The international illegal wildlife trade is sometimes differentiated from bushmeat trade by virtue of its geographic scale and commercialization. Bushmeat, usually but not always referring to Africa, is the consumption of wildlife locally or nationally for protein. Sometimes bushmeat is internationalized through trade links from Africa to Europe or North America, but most bushmeat is consumed near its place of origin. The international illegal trade of wildlife, conversely, is defined by the trade of high-value wild animals and products derived from wild animals across borders.
The international trade in wildlife is addressed by the United Nations' Convention of International Trade in Endangered Species of Wild Fauna and Flora (CITES) which currently has 170 member countries or Parties. The XV Conference of the Parties of CITES is scheduled to be held in Doha, Qatar in June 2009.
Illegal wildlife trade
Interpol has estimated the extent of the illegal wildlife trade between $10 billion and $20 billion per year. While the trade is a global one, with routes extending to every continent, conservationists say the problem is most acute in Southeast Asia. There, trade linkages to key markets in China, the United States, and the European Union; lax law enforcement; weak border controls; and the perception of high profit and low risk contribute to large-scale commercial wildlife trafficking. The ASEAN Wildlife Enforcement Network (ASEAN-WEN) ASEAN Wildlife Enforcement Network, supported by the U.S. Agency for International Development and outside funders, is one response to the region's illegal wildlife trade networks.

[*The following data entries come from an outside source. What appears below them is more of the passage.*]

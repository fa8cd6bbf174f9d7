//! What the client needs to know about the page it runs on: the Next.js
//! build id the data routes are keyed by, and the archived season when the
//! page belongs to a past event.

use super::error::{RankingError, Result};
use regex::Regex;
use serde::Deserialize;
use std::sync::LazyLock;
use url::Url;
use vcp_model::RankingCategory;

static SEASON_PATH: LazyLock<Option<Regex>> = LazyLock::new(|| {
    Regex::new(r"^/(20[0-9]{2}-(?:winter|summer|spring|autumn))").ok()
});

#[derive(Debug, Clone, Default, PartialEq, Eq)]
pub struct PageContext {
    pub build_id: Option<String>,
    /// Archived season such as `2025-summer`, `None` on the live event.
    pub season: Option<String>,
}

impl PageContext {
    /// Build from the page path and the text of its `__NEXT_DATA__` script.
    pub fn from_page(path: &str, next_data: Option<&str>) -> Self {
        Self {
            build_id: next_data
                .and_then(|raw| build_id_from_next_data(raw).ok()),
            season: season_from_path(path),
        }
    }
}

/// Archived season prefix of a page path.
pub fn season_from_path(path: &str) -> Option<String> {
    let regex = SEASON_PATH.as_ref()?;
    regex
        .captures(path)
        .and_then(|caps| caps.get(1))
        .map(|m| m.as_str().to_string())
}

pub fn build_id_from_next_data(raw: &str) -> Result<String> {
    #[derive(Deserialize)]
    struct NextData {
        #[serde(rename = "buildId")]
        build_id: Option<String>,
    }

    let data: NextData = serde_json::from_str(raw)?;
    data.build_id
        .filter(|id| !id.is_empty())
        .ok_or(RankingError::MissingBuildId)
}

/// Data route serving `category` for the page described by `page`.
pub fn ranking_url(
    base: &str,
    category: RankingCategory,
    page: &PageContext,
) -> Result<Url> {
    let build = page
        .build_id
        .as_deref()
        .ok_or(RankingError::MissingBuildId)?;
    let base = base.trim_end_matches('/');
    let tag = category.as_str();

    let raw = match (&page.season, category) {
        (Some(season), _) => format!(
            "{base}/{season}/_next/data/{build}/ranking/{tag}.json?id={tag}"
        ),
        (None, RankingCategory::Exhibition) => {
            format!("{base}/_next/data/{build}/exhibition.json")
        }
        (None, _) => {
            format!("{base}/_next/data/{build}/ranking/{tag}.json?id={tag}")
        }
    };
    Ok(Url::parse(&raw)?)
}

Notable trade hubs of the wildlife trade include Suvarnabhumi International Airport in Bangkok, which offers smugglers direct jet service to Europe, the Middle East, North America and Africa. The Chatuchak weekend market in Bangkok is a known center of illicit wildlife trade, and the sale of lizards, primates, and other endangered species has been widely documented. Trade routes connecting in Southeast Asia link Madagascar to the United States (for the sale of turtles, lemurs, and other primates), Cambodia to Japan (for the sale of slow lorises as pets), and the sale of many species to China.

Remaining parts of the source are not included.